INFORMATION SHOWN
== Segment start ==

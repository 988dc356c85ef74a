//! Error types for trapforge operations.
//!
//! Stage-level failures (rejected model output, failed validation, exhausted
//! attempts) are modelled as data on the run result, not as errors. The types
//! here cover the collaborators around the workflow:
//! - LLM API interactions
//! - Run persistence
//! - Configuration loading

use thiserror::Error;

/// Errors that can occur during LLM operations.
#[derive(Debug, Error)]
pub enum LlmError {
    #[error("Missing API key: set LITELLM_API_KEY or OPENROUTER_API_KEY")]
    MissingApiKey,

    #[error("Missing API base URL: LITELLM_API_BASE environment variable not set")]
    MissingApiBase,

    #[error("HTTP request failed: {0}")]
    RequestFailed(String),

    #[error("Failed to parse LLM response: {0}")]
    ParseError(String),

    #[error("Rate limited: {0}")]
    RateLimited(String),

    #[error("Model returned no choices")]
    EmptyResponse,

    #[error("API error ({code}): {message}")]
    ApiError { code: u16, message: String },
}

/// Errors raised by run persistence backends.
#[derive(Debug, Error)]
pub enum StorageError {
    #[error("Database error: {0}")]
    Database(#[from] sqlx::Error),

    #[error("JSON serialization error: {0}")]
    Json(#[from] serde_json::Error),

    #[error("Run '{0}' not found")]
    RunNotFound(String),

    #[error("Run '{0}' is already finalized")]
    RunFinalized(String),
}

/// Errors raised while loading or validating pipeline configuration.
#[derive(Debug, Error)]
pub enum ConfigError {
    #[error("Invalid value '{value}' for {key}: {reason}")]
    InvalidValue {
        key: String,
        value: String,
        reason: String,
    },

    #[error("Invalid bounds for {name}: min ({min}) must be <= max ({max})")]
    InvalidBounds { name: String, min: usize, max: usize },

    #[error("{0} must be at least 1")]
    ZeroLimit(String),
}
//! Rubric checks over raw stage outputs.
//!
//! Reports are recorded for observability only. Nothing in the workflow
//! branches on a pass rate. Every scorer takes the raw model value (or
//! `Value::Null` when the stage produced nothing) so rejected outputs are
//! scored too.

use serde::{Deserialize, Serialize};
use serde_json::Value;
use std::collections::HashSet;

use crate::difficulty::DifficultyLevel;
use crate::stages::categories::BANNED_TERMS;
use crate::stages::types::ContentKind;
use crate::validation::assessment::{extract_spans, AssessmentValidator, ValidatorConfig};

/// Match hints that say nothing about the mistake.
const GENERIC_HINTS: [&str; 4] = ["bad", "wrong", "error", "issue"];

/// Phrases that suggest a challenge already contains the flaw it should provoke.
const PREEMBEDDED_MARKERS: [&str; 4] = ["<<", "bug", "fix the", "incorrect"];

/// Section headings the implementation prompt asks for.
pub const IMPLEMENTATION_SECTIONS: [&str; 3] = ["### OUTPUT", "### RATIONALE", "### CONSIDERATIONS"];

/// Outcome of one rubric check.
#[derive(Debug, Clone, PartialEq, Serialize, Deserialize)]
pub struct RewardCheck {
    pub name: String,
    pub passed: bool,
    #[serde(default, skip_serializing_if = "String::is_empty")]
    pub detail: String,
}

impl RewardCheck {
    fn new(name: &str, passed: bool) -> Self {
        Self {
            name: name.to_string(),
            passed,
            detail: String::new(),
        }
    }

    fn with_detail(mut self, detail: impl Into<String>) -> Self {
        self.detail = detail.into();
        self
    }
}

/// All checks run against one stage output.
#[derive(Debug, Clone, PartialEq, Serialize, Deserialize)]
pub struct RewardReport {
    pub stage: u8,
    pub checks: Vec<RewardCheck>,
}

impl RewardReport {
    pub fn new(stage: u8, checks: Vec<RewardCheck>) -> Self {
        Self { stage, checks }
    }

    /// Fraction of passed checks; 0.0 for an empty report.
    pub fn pass_rate(&self) -> f64 {
        let passed = self.checks.iter().filter(|c| c.passed).count();
        passed as f64 / self.checks.len().max(1) as f64
    }

    pub fn num_checks(&self) -> usize {
        self.checks.len()
    }

    /// Checks as a JSON array, for persistence.
    pub fn details_json(&self) -> Value {
        serde_json::to_value(&self.checks).unwrap_or(Value::Null)
    }
}

fn str_field<'a>(raw: &'a Value, key: &str) -> &'a str {
    raw.get(key).and_then(Value::as_str).unwrap_or_default()
}

fn str_list(raw: &Value, key: &str) -> Vec<String> {
    raw.get(key)
        .and_then(Value::as_array)
        .map(|items| {
            items
                .iter()
                .filter_map(Value::as_str)
                .map(str::to_string)
                .collect()
        })
        .unwrap_or_default()
}

/// Pure rubric scorer for every stage.
#[derive(Debug, Clone, Default)]
pub struct RewardScorer {
    validator: AssessmentValidator,
}

impl RewardScorer {
    pub fn new(validator: ValidatorConfig) -> Self {
        Self {
            validator: AssessmentValidator::new(validator),
        }
    }

    /// Stage 1: tier keys, list sizes, overlaps, concreteness.
    pub fn score_categories(&self, raw: &Value) -> RewardReport {
        let tiers: Vec<Vec<String>> = DifficultyLevel::TIERS
            .iter()
            .map(|tier| str_list(raw, tier.as_str()))
            .collect();

        let keys_exact = raw.as_object().is_some_and(|object| {
            object.len() == DifficultyLevel::TIERS.len()
                && DifficultyLevel::TIERS
                    .iter()
                    .all(|tier| object.contains_key(tier.as_str()))
        });
        let count_range = tiers.iter().all(|list| (3..=5).contains(&list.len()));

        let all: Vec<String> = tiers.iter().flatten().map(|s| s.trim().to_lowercase()).collect();
        let unique: HashSet<&String> = all.iter().collect();
        let concrete = !all.is_empty()
            && all.iter().all(|subtopic| {
                subtopic.split_whitespace().count() >= 2
                    && BANNED_TERMS.iter().all(|term| !subtopic.contains(term))
            });

        RewardReport::new(
            1,
            vec![
                RewardCheck::new("keys_exact", keys_exact),
                RewardCheck::new("count_range", count_range),
                RewardCheck::new("no_overlaps", unique.len() == all.len()),
                RewardCheck::new("subtopics_concrete", concrete),
            ],
        )
    }

    /// Stage 2: catalog size, fields, ranges, distinctness, match hints.
    pub fn score_catalog(&self, raw: &Value, expected_size: usize) -> RewardReport {
        let entries = raw
            .get("errors")
            .and_then(Value::as_array)
            .cloned()
            .unwrap_or_default();

        const FIELDS: [&str; 7] = [
            "mistake",
            "why_wrong",
            "match_hint",
            "impact",
            "domain_specific",
            "likelihood_strong_avoids",
            "likelihood_weak_makes",
        ];
        let schema_fields = entries.iter().all(|entry| {
            FIELDS.iter().all(|field| {
                entry.get(field).is_some() || (*field == "match_hint" && entry.get("code_pattern").is_some())
            })
        });
        let in_unit = |entry: &Value, key: &str| {
            entry
                .get(key)
                .and_then(Value::as_f64)
                .map_or(true, |v| (0.0..=1.0).contains(&v))
        };
        let likelihood_ranges = entries.iter().all(|entry| {
            in_unit(entry, "likelihood_strong_avoids") && in_unit(entry, "likelihood_weak_makes")
        });
        let impact_normalized = entries
            .iter()
            .all(|entry| matches!(str_field(entry, "impact"), "Minor" | "Moderate" | "Major"));

        let names: Vec<String> = entries
            .iter()
            .map(|entry| str_field(entry, "mistake").trim().to_lowercase())
            .collect();
        let distinct: HashSet<&String> = names.iter().collect();

        let hints_ok = entries.iter().all(|entry| {
            let hint = entry
                .get("match_hint")
                .or_else(|| entry.get("code_pattern"))
                .and_then(Value::as_str)
                .unwrap_or_default()
                .trim()
                .to_lowercase();
            hint.chars().count() >= 6 && !GENERIC_HINTS.contains(&hint.as_str())
        });

        RewardReport::new(
            2,
            vec![
                RewardCheck::new("count_exact", entries.len() == expected_size)
                    .with_detail(format!("found={}", entries.len())),
                RewardCheck::new("schema_fields", schema_fields),
                RewardCheck::new("likelihood_ranges", likelihood_ranges),
                RewardCheck::new("impact_normalized", impact_normalized),
                RewardCheck::new("distinct_mistakes", distinct.len() == names.len()),
                RewardCheck::new("match_hint_present", hints_ok),
            ],
        )
    }

    /// Stage 3: fields, requirement count, artifact type, no pre-embedded flaws, targets.
    pub fn score_challenge(&self, raw: &Value, catalog_names: &[String]) -> RewardReport {
        const FIELDS: [&str; 6] = [
            "title",
            "question_text",
            "context",
            "artifact_type",
            "requirements",
            "success_criteria",
        ];
        let fields_present = FIELDS.iter().all(|field| raw.get(field).is_some());
        let requirements = raw
            .get("requirements")
            .and_then(Value::as_array)
            .map_or(0, Vec::len);
        let artifact_valid = ContentKind::parse(str_field(raw, "artifact_type")).is_some();

        let text = format!(
            "{} {}",
            str_field(raw, "title"),
            str_field(raw, "question_text")
        )
        .to_lowercase();
        let clean = PREEMBEDDED_MARKERS.iter().all(|marker| !text.contains(marker));

        let known: HashSet<&str> = catalog_names.iter().map(String::as_str).collect();
        let targets_known = str_list(raw, "target_error_patterns")
            .iter()
            .all(|target| known.contains(target.as_str()));

        RewardReport::new(
            3,
            vec![
                RewardCheck::new("fields_present", fields_present),
                RewardCheck::new("requirements_count_4_6", (4..=6).contains(&requirements))
                    .with_detail(format!("found={}", requirements)),
                RewardCheck::new("artifact_type_valid", artifact_valid),
                RewardCheck::new("no_preembedded_mistakes", clean),
                RewardCheck::new("targets_subset_catalog", targets_known),
            ],
        )
    }

    /// Stages 4 and 5: section headings, length, soft requirement coverage.
    pub fn score_implementation(&self, stage: u8, text: &str, requirements: &[String]) -> RewardReport {
        let sections = IMPLEMENTATION_SECTIONS.iter().all(|heading| text.contains(heading));
        let lines = text.lines().filter(|line| !line.trim().is_empty()).count();

        let lowered = text.to_lowercase();
        let hits = requirements
            .iter()
            .filter(|requirement| {
                requirement
                    .split_whitespace()
                    .any(|token| lowered.contains(&token.to_lowercase()))
            })
            .count();
        let coverage = hits as f64 / requirements.len().max(1) as f64;

        RewardReport::new(
            stage,
            vec![
                RewardCheck::new("sections_present", sections),
                RewardCheck::new("length_24_120", (24..=120).contains(&lines))
                    .with_detail(format!("lines={}", lines)),
                RewardCheck::new("coverage_soft", coverage >= 0.5)
                    .with_detail(format!("coverage={:.2}", coverage)),
            ],
        )
    }

    /// Stage 6: verdict schema, failures against the catalog, evidence grounding.
    pub fn score_verdict(&self, raw: &Value, catalog_names: &[String], weak_text: &str) -> RewardReport {
        let schema_core = ["differentiation_achieved", "failures_weaker", "reasoning"]
            .iter()
            .all(|field| raw.get(field).is_some());
        let mut checks = vec![RewardCheck::new("schema_core", schema_core)];

        if raw.get("differentiation_achieved").and_then(Value::as_bool) == Some(true) {
            let failures = str_list(raw, "failures_weaker");
            let known: HashSet<String> = catalog_names.iter().map(|n| n.to_lowercase()).collect();
            checks.push(RewardCheck::new("failures_present", !failures.is_empty()));
            checks.push(RewardCheck::new(
                "failures_subset_catalog",
                failures.iter().all(|f| known.contains(&f.to_lowercase())),
            ));
        }

        let weak_lower = weak_text.to_lowercase();
        let evidence_ok = raw
            .get("evidence_spans")
            .and_then(Value::as_array)
            .map_or(true, |spans| {
                spans.iter().all(|span| {
                    span.as_str()
                        .is_some_and(|s| weak_lower.contains(&s.to_lowercase()))
                })
            });
        checks.push(RewardCheck::new("evidence_in_weak_text", evidence_ok));

        RewardReport::new(6, checks)
    }

    /// Stage 7: validator verdict plus span-level sanity checks.
    pub fn score_assessment(&self, raw: &Value) -> RewardReport {
        let validation = self.validator.validate(raw);
        let detail = match &validation {
            Ok(_) => String::new(),
            Err(issues) => issues.iter().take(3).cloned().collect::<Vec<_>>().join("; "),
        };

        let lines: Vec<String> = match raw.get("content") {
            Some(Value::Array(items)) => items
                .iter()
                .filter_map(Value::as_str)
                .map(str::to_string)
                .collect(),
            Some(Value::String(text)) => text.lines().map(str::to_string).collect(),
            _ => Vec::new(),
        };
        let spans = extract_spans(&lines.join("\n"));
        let errors = raw.get("errors").and_then(Value::as_array).map_or(0, Vec::len);
        let cfg = self.validator.config();

        RewardReport::new(
            7,
            vec![
                RewardCheck::new("validator_ok", validation.is_ok()).with_detail(detail),
                RewardCheck::new("spans_match_errors_len", spans.len() == errors)
                    .with_detail(format!("spans={} errors={}", spans.len(), errors)),
                RewardCheck::new(
                    "no_crossline_spans",
                    lines
                        .iter()
                        .all(|line| line.matches("<<").count() == line.matches(">>").count()),
                ),
                RewardCheck::new(
                    "span_lengths_in_bounds",
                    spans.iter().all(|span| {
                        (cfg.min_span_len..=cfg.max_span_len).contains(&span.chars().count())
                    }),
                ),
            ],
        )
    }
}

== Segment end ==

PROMPT
Copy out each line from the preceding entries that mentions the word "rejected".

REPLY
//! Stage-level failures (rejected model output, failed validation, exhausted
//! `Value::Null` when the stage produced nothing) so rejected outputs are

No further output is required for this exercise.